■ **WHAT YOU ARE ASKED TO DO**
Output the listing below verbatim, from its first line to its last.

■ **RECORDED DATA**
# # # #
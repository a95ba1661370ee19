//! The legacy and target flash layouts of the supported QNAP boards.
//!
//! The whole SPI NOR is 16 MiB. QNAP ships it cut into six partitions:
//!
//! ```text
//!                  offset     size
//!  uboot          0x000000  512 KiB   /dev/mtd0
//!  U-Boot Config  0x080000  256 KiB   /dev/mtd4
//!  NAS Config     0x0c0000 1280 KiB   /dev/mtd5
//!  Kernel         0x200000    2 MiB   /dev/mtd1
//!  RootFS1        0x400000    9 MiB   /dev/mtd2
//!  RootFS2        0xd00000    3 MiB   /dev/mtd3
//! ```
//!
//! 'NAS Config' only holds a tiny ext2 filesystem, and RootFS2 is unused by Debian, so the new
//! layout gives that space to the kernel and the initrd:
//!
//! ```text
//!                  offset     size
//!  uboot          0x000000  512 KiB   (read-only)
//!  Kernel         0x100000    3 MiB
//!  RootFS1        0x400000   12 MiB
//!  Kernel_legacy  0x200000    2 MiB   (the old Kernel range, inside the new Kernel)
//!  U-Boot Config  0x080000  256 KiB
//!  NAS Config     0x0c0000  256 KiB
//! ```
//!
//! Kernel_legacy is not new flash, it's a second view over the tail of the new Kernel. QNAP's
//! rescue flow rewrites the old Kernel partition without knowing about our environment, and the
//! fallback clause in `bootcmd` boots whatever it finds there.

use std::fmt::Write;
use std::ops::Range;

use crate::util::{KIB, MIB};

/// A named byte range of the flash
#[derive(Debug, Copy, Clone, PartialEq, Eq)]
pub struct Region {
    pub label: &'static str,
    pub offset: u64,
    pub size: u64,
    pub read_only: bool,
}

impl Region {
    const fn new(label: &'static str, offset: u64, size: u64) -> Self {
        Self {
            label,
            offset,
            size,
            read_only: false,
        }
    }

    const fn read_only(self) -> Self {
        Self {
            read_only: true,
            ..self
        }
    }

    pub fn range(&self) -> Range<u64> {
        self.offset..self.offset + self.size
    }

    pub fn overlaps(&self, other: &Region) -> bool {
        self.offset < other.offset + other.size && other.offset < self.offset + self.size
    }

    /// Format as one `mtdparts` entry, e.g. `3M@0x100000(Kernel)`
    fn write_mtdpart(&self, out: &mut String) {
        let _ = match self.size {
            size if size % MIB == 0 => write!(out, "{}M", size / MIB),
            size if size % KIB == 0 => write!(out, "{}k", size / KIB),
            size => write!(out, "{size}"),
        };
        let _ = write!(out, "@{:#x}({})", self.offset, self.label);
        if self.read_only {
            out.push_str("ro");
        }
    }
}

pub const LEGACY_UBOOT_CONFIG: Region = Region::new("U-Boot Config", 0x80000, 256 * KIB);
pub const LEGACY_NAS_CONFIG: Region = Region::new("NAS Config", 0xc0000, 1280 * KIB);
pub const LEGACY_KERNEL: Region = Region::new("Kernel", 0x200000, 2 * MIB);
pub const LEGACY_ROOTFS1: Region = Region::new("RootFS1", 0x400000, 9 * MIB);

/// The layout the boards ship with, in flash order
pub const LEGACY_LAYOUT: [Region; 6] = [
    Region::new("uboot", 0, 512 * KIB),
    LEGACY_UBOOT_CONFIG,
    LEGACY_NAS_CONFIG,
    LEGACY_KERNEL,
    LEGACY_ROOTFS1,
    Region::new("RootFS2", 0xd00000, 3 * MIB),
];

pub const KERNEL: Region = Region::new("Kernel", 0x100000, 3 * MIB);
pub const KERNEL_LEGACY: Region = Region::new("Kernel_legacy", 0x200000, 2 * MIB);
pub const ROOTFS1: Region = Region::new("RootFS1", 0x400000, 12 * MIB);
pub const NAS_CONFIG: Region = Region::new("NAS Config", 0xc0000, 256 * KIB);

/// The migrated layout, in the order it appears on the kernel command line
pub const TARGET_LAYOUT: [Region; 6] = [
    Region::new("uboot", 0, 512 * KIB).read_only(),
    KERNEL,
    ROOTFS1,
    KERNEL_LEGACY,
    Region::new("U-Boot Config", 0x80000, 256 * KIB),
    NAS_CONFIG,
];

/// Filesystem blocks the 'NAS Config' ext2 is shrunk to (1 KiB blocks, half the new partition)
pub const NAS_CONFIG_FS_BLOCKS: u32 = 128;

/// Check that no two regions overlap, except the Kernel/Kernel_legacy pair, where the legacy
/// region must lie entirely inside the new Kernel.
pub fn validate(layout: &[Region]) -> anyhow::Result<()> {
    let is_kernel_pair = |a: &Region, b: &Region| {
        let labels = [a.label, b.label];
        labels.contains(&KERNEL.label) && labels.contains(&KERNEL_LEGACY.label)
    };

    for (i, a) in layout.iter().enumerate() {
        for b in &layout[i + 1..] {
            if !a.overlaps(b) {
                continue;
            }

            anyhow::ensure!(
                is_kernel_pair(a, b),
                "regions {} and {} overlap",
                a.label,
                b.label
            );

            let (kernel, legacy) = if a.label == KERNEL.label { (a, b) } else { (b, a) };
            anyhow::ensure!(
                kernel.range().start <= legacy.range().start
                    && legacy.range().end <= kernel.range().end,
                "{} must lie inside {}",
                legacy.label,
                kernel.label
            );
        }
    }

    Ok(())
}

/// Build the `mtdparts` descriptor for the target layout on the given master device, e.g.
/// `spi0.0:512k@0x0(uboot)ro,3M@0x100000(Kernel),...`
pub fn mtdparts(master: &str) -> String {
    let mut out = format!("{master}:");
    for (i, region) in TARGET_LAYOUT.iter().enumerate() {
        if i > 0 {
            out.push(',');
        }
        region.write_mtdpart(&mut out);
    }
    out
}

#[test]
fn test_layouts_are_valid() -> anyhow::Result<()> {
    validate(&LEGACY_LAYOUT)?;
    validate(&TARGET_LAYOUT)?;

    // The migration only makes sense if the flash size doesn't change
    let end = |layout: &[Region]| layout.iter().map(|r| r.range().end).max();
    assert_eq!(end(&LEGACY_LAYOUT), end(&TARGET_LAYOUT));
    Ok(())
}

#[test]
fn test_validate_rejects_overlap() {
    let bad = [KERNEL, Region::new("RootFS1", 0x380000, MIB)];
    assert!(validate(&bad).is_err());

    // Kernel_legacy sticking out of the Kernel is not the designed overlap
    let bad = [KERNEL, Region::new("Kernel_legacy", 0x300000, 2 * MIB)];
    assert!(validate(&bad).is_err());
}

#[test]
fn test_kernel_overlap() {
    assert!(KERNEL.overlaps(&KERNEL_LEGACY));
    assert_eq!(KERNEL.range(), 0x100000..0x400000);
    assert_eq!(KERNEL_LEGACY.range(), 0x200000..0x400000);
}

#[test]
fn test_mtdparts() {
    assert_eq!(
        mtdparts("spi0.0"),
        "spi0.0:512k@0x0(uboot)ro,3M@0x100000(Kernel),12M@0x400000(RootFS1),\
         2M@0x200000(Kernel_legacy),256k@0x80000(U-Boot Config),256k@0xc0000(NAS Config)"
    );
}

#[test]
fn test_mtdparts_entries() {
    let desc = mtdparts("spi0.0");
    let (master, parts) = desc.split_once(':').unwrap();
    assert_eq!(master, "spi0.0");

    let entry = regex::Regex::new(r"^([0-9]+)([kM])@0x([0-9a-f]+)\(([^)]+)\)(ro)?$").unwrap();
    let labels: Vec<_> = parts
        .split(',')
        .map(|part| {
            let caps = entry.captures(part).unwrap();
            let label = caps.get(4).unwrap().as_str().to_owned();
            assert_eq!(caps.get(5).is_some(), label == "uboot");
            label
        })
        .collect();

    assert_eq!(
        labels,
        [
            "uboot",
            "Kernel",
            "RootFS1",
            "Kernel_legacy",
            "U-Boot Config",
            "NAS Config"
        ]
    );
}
# # # #
■ **PROBLEM SOLUTION**
repository a95ba1661370ee19
//! The legacy and target flash layouts of the supported QNAP boards.
//!
//! The whole SPI NOR is 16 MiB. QNAP ships it cut into six partitions:
//!
//! ```text
//!                  offset     size
//!  uboot          0x000000  512 KiB   /dev/mtd0
//!  U-Boot Config  0x080000  256 KiB   /dev/mtd4
//!  NAS Config     0x0c0000 1280 KiB   /dev/mtd5
//!  Kernel         0x200000    2 MiB   /dev/mtd1
//!  RootFS1        0x400000    9 MiB   /dev/mtd2
//!  RootFS2        0xd00000    3 MiB   /dev/mtd3
//! ```
//!
//! 'NAS Config' only holds a tiny ext2 filesystem, and RootFS2 is unused by Debian, so the new
//! layout gives that space to the kernel and the initrd:
//!
//! ```text
//!                  offset     size
//!  uboot          0x000000  512 KiB   (read-only)
//!  Kernel         0x100000    3 MiB
//!  RootFS1        0x400000   12 MiB
//!  Kernel_legacy  0x200000    2 MiB   (the old Kernel range, inside the new Kernel)
//!  U-Boot Config  0x080000  256 KiB
//!  NAS Config     0x0c0000  256 KiB
//! ```
//!
//! Kernel_legacy is not new flash, it's a second view over the tail of the new Kernel. QNAP's
//! rescue flow rewrites the old Kernel partition without knowing about our environment, and the
//! fallback clause in `bootcmd` boots whatever it finds there.

use std::fmt::Write;
use std::ops::Range;

use crate::util::{KIB, MIB};

/// A named byte range of the flash
#[derive(Debug, Copy, Clone, PartialEq, Eq)]
pub struct Region {
    pub label: &'static str,
    pub offset: u64,
    pub size: u64,
    pub read_only: bool,
}

impl Region {
    const fn new(label: &'static str, offset: u64, size: u64) -> Self {
        Self {
            label,
            offset,
            size,
            read_only: false,
        }
    }

    const fn read_only(self) -> Self {
        Self {
            read_only: true,
            ..self
        }
    }

    pub fn range(&self) -> Range<u64> {
        self.offset..self.offset + self.size
    }

    pub fn overlaps(&self, other: &Region) -> bool {
        self.offset < other.offset + other.size && other.offset < self.offset + self.size
    }

    /// Format as one `mtdparts` entry, e.g. `3M@0x100000(Kernel)`
    fn write_mtdpart(&self, out: &mut String) {
        let _ = match self.size {
            size if size % MIB == 0 => write!(out, "{}M", size / MIB),
            size if size % KIB == 0 => write!(out, "{}k", size / KIB),
            size => write!(out, "{size}"),
        };
        let _ = write!(out, "@{:#x}({})", self.offset, self.label);
        if self.read_only {
            out.push_str("ro");
        }
    }
}

pub const LEGACY_UBOOT_CONFIG: Region = Region::new("U-Boot Config", 0x80000, 256 * KIB);
pub const LEGACY_NAS_CONFIG: Region = Region::new("NAS Config", 0xc0000, 1280 * KIB);
pub const LEGACY_KERNEL: Region = Region::new("Kernel", 0x200000, 2 * MIB);
pub const LEGACY_ROOTFS1: Region = Region::new("RootFS1", 0x400000, 9 * MIB);

/// The layout the boards ship with, in flash order
pub const LEGACY_LAYOUT: [Region; 6] = [
    Region::new("uboot", 0, 512 * KIB),
    LEGACY_UBOOT_CONFIG,
    LEGACY_NAS_CONFIG,
    LEGACY_KERNEL,
    LEGACY_ROOTFS1,
    Region::new("RootFS2", 0xd00000, 3 * MIB),
];

pub const KERNEL: Region = Region::new("Kernel", 0x100000, 3 * MIB);
pub const KERNEL_LEGACY: Region = Region::new("Kernel_legacy", 0x200000, 2 * MIB);
pub const ROOTFS1: Region = Region::new("RootFS1", 0x400000, 12 * MIB);
pub const NAS_CONFIG: Region = Region::new("NAS Config", 0xc0000, 256 * KIB);

/// The migrated layout, in the order it appears on the kernel command line
pub const TARGET_LAYOUT: [Region; 6] = [
    Region::new("uboot", 0, 512 * KIB).read_only(),
    KERNEL,
    ROOTFS1,
    KERNEL_LEGACY,
    Region::new("U-Boot Config", 0x80000, 256 * KIB),
    NAS_CONFIG,
];

/// Filesystem blocks the 'NAS Config' ext2 is shrunk to (1 KiB blocks, half the new partition)
pub const NAS_CONFIG_FS_BLOCKS: u32 = 128;

/// Check that no two regions overlap, except the Kernel/Kernel_legacy pair, where the legacy
/// region must lie entirely inside the new Kernel.
pub fn validate(layout: &[Region]) -> anyhow::Result<()> {
    let is_kernel_pair = |a: &Region, b: &Region| {
        let labels = [a.label, b.label];
        labels.contains(&KERNEL.label) && labels.contains(&KERNEL_LEGACY.label)
    };

    for (i, a) in layout.iter().enumerate() {
        for b in &layout[i + 1..] {
            if !a.overlaps(b) {
                continue;
            }

            anyhow::ensure!(
                is_kernel_pair(a, b),
                "regions {} and {} overlap",
                a.label,
                b.label
            );

            let (kernel, legacy) = if a.label == KERNEL.label { (a, b) } else { (b, a) };
            anyhow::ensure!(
                kernel.range().start <= legacy.range().start
                    && legacy.range().end <= kernel.range().end,
                "{} must lie inside {}",
                legacy.label,
                kernel.label
            );
        }
    }

    Ok(())
}

/// Build the `mtdparts` descriptor for the target layout on the given master device, e.g.
/// `spi0.0:512k@0x0(uboot)ro,3M@0x100000(Kernel),...`
pub fn mtdparts(master: &str) -> String {
    let mut out = format!("{master}:");
    for (i, region) in TARGET_LAYOUT.iter().enumerate() {
        if i > 0 {
            out.push(',');
        }
        region.write_mtdpart(&mut out);
    }
    out
}

#[test]
fn test_layouts_are_valid() -> anyhow::Result<()> {
    validate(&LEGACY_LAYOUT)?;
    validate(&TARGET_LAYOUT)?;

    // The migration only makes sense if the flash size doesn't change
    let end = |layout: &[Region]| layout.iter().map(|r| r.range().end).max();
    assert_eq!(end(&LEGACY_LAYOUT), end(&TARGET_LAYOUT));
    Ok(())
}

#[test]
fn test_validate_rejects_overlap() {
    let bad = [KERNEL, Region::new("RootFS1", 0x380000, MIB)];
    assert!(validate(&bad).is_err());

    // Kernel_legacy sticking out of the Kernel is not the designed overlap
    let bad = [KERNEL, Region::new("Kernel_legacy", 0x300000, 2 * MIB)];
    assert!(validate(&bad).is_err());
}

#[test]
fn test_kernel_overlap() {
    assert!(KERNEL.overlaps(&KERNEL_LEGACY));
    assert_eq!(KERNEL.range(), 0x100000..0x400000);
    assert_eq!(KERNEL_LEGACY.range(), 0x200000..0x400000);
}

#[test]
fn test_mtdparts() {
    assert_eq!(
        mtdparts("spi0.0"),
        "spi0.0:512k@0x0(uboot)ro,3M@0x100000(Kernel),12M@0x400000(RootFS1),\
         2M@0x200000(Kernel_legacy),256k@0x80000(U-Boot Config),256k@0xc0000(NAS Config)"
    );
}

#[test]
fn test_mtdparts_entries() {
    let desc = mtdparts("spi0.0");
    let (master, parts) = desc.split_once(':').unwrap();
    assert_eq!(master, "spi0.0");

    let entry = regex::Regex::new(r"^([0-9]+)([kM])@0x([0-9a-f]+)\(([^)]+)\)(ro)?$").unwrap();
    let labels: Vec<_> = parts
        .split(',')
        .map(|part| {
            let caps = entry.captures(part).unwrap();
            let label = caps.get(4).unwrap().as_str().to_owned();
            assert_eq!(caps.get(5).is_some(), label == "uboot");
            label
        })
        .collect();

    assert_eq!(
        labels,
        [
            "uboot",
            "Kernel",
            "RootFS1",
            "Kernel_legacy",
            "U-Boot Config",
            "NAS Config"
        ]
    );
}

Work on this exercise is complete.